INFORMATION:
use thiserror::Error;

/// Rejection reasons for scoring operations.
///
/// A rejected operation never records a ball, a selection or a statistic.
#[derive(Error, Debug, Clone, PartialEq, Eq)]
pub enum ScoringError {
    /// Malformed or out-of-range input (runs outside 0..=6, unknown player, ...)
    #[error("Validation error: {0}")]
    Validation(String),

    /// Operation attempted out of the required order
    #[error("Sequence error: {0}")]
    Sequence(String),

    /// Same bowler selected for consecutive overs
    #[error("Bowler {bowler} bowled the previous over")]
    BowlerRepeat { bowler: String },

    /// Missing striker/bowler, or match already completed
    #[error("Precondition failed: {0}")]
    Precondition(String),

    #[error("Not found: {0}")]
    NotFound(String),

    #[error("Serialization error: {0}")]
    Serialization(String),
}

impl ScoringError {
    /// Stable code prefix used by the JSON API.
    pub fn error_code(&self) -> &'static str {
        match self {
            ScoringError::Validation(_) => error_codes::VALIDATION,
            ScoringError::Sequence(_) => error_codes::SEQUENCE,
            ScoringError::BowlerRepeat { .. } => error_codes::BOWLER_REPEAT,
            ScoringError::Precondition(_) => error_codes::PRECONDITION,
            ScoringError::NotFound(_) => error_codes::NOT_FOUND,
            ScoringError::Serialization(_) => error_codes::JSON,
        }
    }

    pub fn is_validation(&self) -> bool {
        matches!(self, ScoringError::Validation(_))
    }
}

pub mod error_codes {
    pub const VALIDATION: &str = "E_VALIDATION";
    pub const SEQUENCE: &str = "E_SEQUENCE";
    pub const BOWLER_REPEAT: &str = "E_BOWLER_REPEAT";
    pub const PRECONDITION: &str = "E_PRECONDITION";
    pub const NOT_FOUND: &str = "E_NOT_FOUND";
    pub const JSON: &str = "E_JSON";
    pub const SCHEMA: &str = "E_SCHEMA";
}

impl From<serde_json::Error> for ScoringError {
    fn from(err: serde_json::Error) -> Self {
        ScoringError::Serialization(err.to_string())
    }
}

impl From<validator::ValidationErrors> for ScoringError {
    fn from(errs: validator::ValidationErrors) -> Self {
        let mut fields: Vec<String> = errs
            .field_errors()
            .into_iter()
            .map(|(field, errors)| {
                let codes: Vec<&str> = errors.iter().map(|e| e.code.as_ref()).collect();
                format!("{} ({})", field, codes.join(", "))
            })
            .collect();
        fields.sort();
        ScoringError::Validation(format!("invalid fields: {}", fields.join("; ")))
    }
}

pub type Result<T> = std::result::Result<T, ScoringError>;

YOUR TASK: Repeat all of the data shown above, exactly as it appears.

WRITTEN REPLY:
use thiserror::Error;

/// Rejection reasons for scoring operations.
///
/// A rejected operation never records a ball, a selection or a statistic.
#[derive(Error, Debug, Clone, PartialEq, Eq)]
pub enum ScoringError {
    /// Malformed or out-of-range input (runs outside 0..=6, unknown player, ...)
    #[error("Validation error: {0}")]
    Validation(String),

    /// Operation attempted out of the required order
    #[error("Sequence error: {0}")]
    Sequence(String),

    /// Same bowler selected for consecutive overs
    #[error("Bowler {bowler} bowled the previous over")]
    BowlerRepeat { bowler: String },

    /// Missing striker/bowler, or match already completed
    #[error("Precondition failed: {0}")]
    Precondition(String),

    #[error("Not found: {0}")]
    NotFound(String),

    #[error("Serialization error: {0}")]
    Serialization(String),
}

impl ScoringError {
    /// Stable code prefix used by the JSON API.
    pub fn error_code(&self) -> &'static str {
        match self {
            ScoringError::Validation(_) => error_codes::VALIDATION,
            ScoringError::Sequence(_) => error_codes::SEQUENCE,
            ScoringError::BowlerRepeat { .. } => error_codes::BOWLER_REPEAT,
            ScoringError::Precondition(_) => error_codes::PRECONDITION,
            ScoringError::NotFound(_) => error_codes::NOT_FOUND,
            ScoringError::Serialization(_) => error_codes::JSON,
        }
    }

    pub fn is_validation(&self) -> bool {
        matches!(self, ScoringError::Validation(_))
    }
}

pub mod error_codes {
    pub const VALIDATION: &str = "E_VALIDATION";
    pub const SEQUENCE: &str = "E_SEQUENCE";
    pub const BOWLER_REPEAT: &str = "E_BOWLER_REPEAT";
    pub const PRECONDITION: &str = "E_PRECONDITION";
    pub const NOT_FOUND: &str = "E_NOT_FOUND";
    pub const JSON: &str = "E_JSON";
    pub const SCHEMA: &str = "E_SCHEMA";
}

impl From<serde_json::Error> for ScoringError {
    fn from(err: serde_json::Error) -> Self {
        ScoringError::Serialization(err.to_string())
    }
}

impl From<validator::ValidationErrors> for ScoringError {
    fn from(errs: validator::ValidationErrors) -> Self {
        let mut fields: Vec<String> = errs
            .field_errors()
            .into_iter()
            .map(|(field, errors)| {
                let codes: Vec<&str> = errors.iter().map(|e| e.code.as_ref()).collect();
                format!("{} ({})", field, codes.join(", "))
            })
            .collect();
        fields.sort();
        ScoringError::Validation(format!("invalid fields: {}", fields.join("; ")))
    }
}

pub type Result<T> = std::result::Result<T, ScoringError>;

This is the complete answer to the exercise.